近畿地方
近畿地方(きんきちほう)は、本州中西部に位置する日本の地域である。かつての令制国における畿内(五畿内、五畿。「畿」は「都」の意)とその近隣地域から構成される。難波宮、平城宮、平安宮など古代より日本の都が置かれた皇城の地であった。域内には京阪神大都市圏(近畿大都市圏)を擁し、京都市・大阪市・神戸市の三都を都市中枢とするメガロポリスが統べている。
「近畿地方」の範囲について法律上の明確な定義はないが、「近畿」については認定教科書(文部科学省指導要綱)および主要な百科事典では大阪府・京都府・兵庫県・奈良県・和歌山県・滋賀県・三重県の2府5県を指すことが多い。
概要[編集]
「近畿」はこの地方に長らく日本の都が置かれていたことにちなむ語である。律令制における広域行政区画「畿内」とその近隣地域という意味で、現代語に置き換えると「首都圏」に近い。主に歴史・文化用語で用いられる「上方」も、京都に皇居が所在していたことにちなむ語である。現在では大阪府大阪市を首位都市とした地域であり、兵庫県神戸市と京都府京都市とともに首都圏に次ぐ京阪神大都市圏を形成している。一方で三重県は伊賀地方を除いて大阪市ではなく愛知県名古屋市とのつながりが強いため、東海地方(中京圏)にも含まれる。そのため、三重県を除いた「近畿(関西)2府4県」と言われることもある。
「近畿」という名称は明治時代に地理の教科書で採用されて広まったものである。

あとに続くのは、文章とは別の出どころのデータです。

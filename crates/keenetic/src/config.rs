//! CLI configuration: thin wrapper around `keenetic_config` shared types.
//!
//! Re-exports the shared types and adds resolution that respects
//! `GlobalOpts` flag overrides (--host, --port, --username, etc.).

use std::time::Duration;

use keenetic_core::RouterConfig;

use crate::cli::GlobalOpts;
use crate::error::CliError;

// ── Re-exports from shared crate ────────────────────────────────────

pub use keenetic_config::{
    Config, Profile, backup_kinds, config_path, load_config_or_default, save_config,
    store_password,
};

// ── CLI-specific helpers ────────────────────────────────────────────

/// Resolve the active profile name from CLI flags and config.
pub fn active_profile_name(global: &GlobalOpts, config: &Config) -> String {
    global
        .profile
        .clone()
        .or_else(|| config.default_profile.clone())
        .unwrap_or_else(|| "default".into())
}

/// Comma-separated profile names for diagnostics.
pub fn available_profiles(config: &Config) -> String {
    if config.profiles.is_empty() {
        "(none)".into()
    } else {
        config.profiles.keys().cloned().collect::<Vec<_>>().join(", ")
    }
}

/// Apply CLI flag overrides on top of a profile.
fn apply_overrides(profile: &mut Profile, global: &GlobalOpts) {
    if let Some(ref host) = global.host {
        profile.host.clone_from(host);
    }
    if let Some(port) = global.port {
        profile.port = Some(port);
    }
    if global.ssl {
        profile.ssl = true;
    }
    if let Some(ref username) = global.username {
        profile.username.clone_from(username);
    }
    if global.insecure {
        profile.verify_ssl = false;
    }
    if let Some(timeout) = global.timeout {
        profile.timeout = Some(timeout);
    }
}

/// Build a `RouterConfig` from the config file, profile, and CLI overrides.
///
/// Without a matching profile, `--host` alone is enough as long as a
/// password can be resolved (env var or keyring).
pub fn resolve_router_config(global: &GlobalOpts) -> Result<RouterConfig, CliError> {
    let cfg = load_config_or_default();
    let profile_name = active_profile_name(global, &cfg);

    let mut profile = match cfg.profiles.get(&profile_name) {
        Some(profile) => profile.clone(),
        None if global.profile.is_some() => {
            return Err(CliError::ProfileNotFound {
                name: profile_name,
                available: available_profiles(&cfg),
            });
        }
        None => {
            let host = global.host.as_deref().ok_or_else(|| CliError::NoConfig {
                path: config_path().display().to_string(),
            })?;
            let mut profile = Profile::new(host);
            profile.timeout = Some(cfg.defaults.timeout);
            profile
        }
    };

    apply_overrides(&mut profile, global);
    Ok(keenetic_config::profile_to_router_config(
        &profile,
        &profile_name,
    )?)
}

/// Strip the poll loops from a config for a single request-response session.
pub fn oneshot(mut config: RouterConfig) -> RouterConfig {
    config.scan_interval = Duration::ZERO;
    config.firmware_interval = Duration::ZERO;
    config.wifi_interval = Duration::ZERO;
    config
}
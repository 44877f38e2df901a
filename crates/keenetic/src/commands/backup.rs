//! Firmware and configuration backups.

use std::time::Duration;

use indicatif::{ProgressBar, ProgressStyle};

use keenetic_core::{Command as CoreCommand, CommandResult, Controller};

use crate::cli::{BackupArgs, GlobalOpts};
use crate::error::CliError;
use crate::output;

pub async fn handle(controller: &Controller, args: BackupArgs, global: &GlobalOpts) -> Result<(), CliError> {
    std::fs::create_dir_all(&args.folder)?;

    let spinner = if global.quiet {
        ProgressBar::hidden()
    } else {
        let bar = ProgressBar::new_spinner();
        if let Ok(style) = ProgressStyle::with_template("{spinner} {msg} {elapsed}") {
            bar.set_style(style);
        }
        bar.set_message(format!("Downloading backup to {}", args.folder.display()));
        bar.enable_steady_tick(Duration::from_millis(120));
        bar
    };

    let result = controller
        .execute(CoreCommand::Backup {
            kinds: args.kinds,
            folder: args.folder,
        })
        .await;
    spinner.finish_and_clear();

    if let CommandResult::Files(files) = result? {
        let listing = files
            .iter()
            .map(|f| f.display().to_string())
            .collect::<Vec<_>>()
            .join("\n");
        output::print_output(&listing, global.quiet);
    }
    Ok(())
}
// ── Runtime connection configuration ──
//
// These types describe *how* to talk to one Keenetic router and how often
// to poll it. They carry credential data and tuning, but never touch disk.
// The CLI constructs a `RouterConfig` and hands it in.

use std::time::Duration;

use keenetic_api::BackupKind;
use secrecy::SecretString;
use url::Url;

/// Default full-data poll period.
pub const DEFAULT_SCAN_INTERVAL: Duration = Duration::from_secs(30);
/// Lower bound for the full-data poll period.
pub const MIN_SCAN_INTERVAL: Duration = Duration::from_secs(1);
/// Default firmware and Wi-Fi credentials poll period.
pub const DEFAULT_SLOW_INTERVAL: Duration = Duration::from_secs(1800);
/// Default per-request and per-cycle timeout.
pub const DEFAULT_TIMEOUT: Duration = Duration::from_secs(30);

/// TLS verification strategy.
#[derive(Debug, Clone, Default, PartialEq, Eq)]
pub enum TlsVerification {
    /// System CA store (strict).
    SystemDefaults,
    /// Custom CA certificate file.
    CustomCa(std::path::PathBuf),
    /// Skip verification. Routers ship self-signed certificates.
    #[default]
    DangerAcceptInvalid,
}

/// Configuration for connecting to a single router.
///
/// Built by the CLI, passed to `Controller`: core never reads config files.
#[derive(Debug, Clone)]
pub struct RouterConfig {
    /// Web management URL (e.g. `http://192.168.1.1:80`).
    pub url: Url,
    pub username: String,
    pub password: SecretString,
    pub tls: TlsVerification,
    /// Per-request timeout; also bounds one poll cycle.
    pub timeout: Duration,
    /// Full-data poll period. `Duration::ZERO` disables the task.
    pub scan_interval: Duration,
    /// Firmware status poll period. `Duration::ZERO` disables the task.
    pub firmware_interval: Duration,
    /// Wi-Fi credentials poll period. `Duration::ZERO` disables the task.
    pub wifi_interval: Duration,
    /// Fetch Wi-Fi credentials (needed for QR payloads). Router mode only.
    pub wifi_credentials: bool,
    /// Backup kinds used when a backup command names none.
    pub backup_kinds: Vec<BackupKind>,
}

impl RouterConfig {
    pub fn new(url: Url, username: impl Into<String>, password: SecretString) -> Self {
        Self {
            url,
            username: username.into(),
            password,
            tls: TlsVerification::default(),
            timeout: DEFAULT_TIMEOUT,
            scan_interval: DEFAULT_SCAN_INTERVAL,
            firmware_interval: DEFAULT_SLOW_INTERVAL,
            wifi_interval: DEFAULT_SLOW_INTERVAL,
            wifi_credentials: false,
            backup_kinds: vec![BackupKind::Config],
        }
    }

    /// Full-data period clamped to [`MIN_SCAN_INTERVAL`], or `None` if polling is off.
    pub fn effective_scan_interval(&self) -> Option<Duration> {
        (!self.scan_interval.is_zero()).then(|| self.scan_interval.max(MIN_SCAN_INTERVAL))
    }
}

#[cfg(test)]
mod tests {
    use super::*;

    fn config() -> RouterConfig {
        RouterConfig::new(
            "http://192.168.1.1".parse().expect("valid url"),
            "admin",
            SecretString::from("pw".to_string()),
        )
    }

    #[test]
    fn defaults_follow_router_conventions() {
        let cfg = config();
        assert_eq!(cfg.scan_interval, Duration::from_secs(30));
        assert_eq!(cfg.firmware_interval, Duration::from_secs(1800));
        assert_eq!(cfg.backup_kinds, vec![BackupKind::Config]);
        assert!(!cfg.wifi_credentials);
    }

    #[test]
    fn scan_interval_is_clamped_to_minimum() {
        let mut cfg = config();
        cfg.scan_interval = Duration::from_millis(200);
        assert_eq!(cfg.effective_scan_interval(), Some(MIN_SCAN_INTERVAL));

        cfg.scan_interval = Duration::ZERO;
        assert_eq!(cfg.effective_scan_interval(), None);
    }
}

1898年(明治31年)に『中外地理学 内国之部』で「近畿区」として、翌年に『日本地理』で「近畿地方」として使われたのが最初で(どちらも中学校教科書)、1903年(明治36年)の第1期国定教科書『小学地理』で確立された。なお、ジョアン・ロドリゲスの『日本教会史』は「畿内(五畿内)」の同義語として「京畿」と「近畿」を挙げており、「近畿」という言葉自体は近世にも存在していたことが分かる。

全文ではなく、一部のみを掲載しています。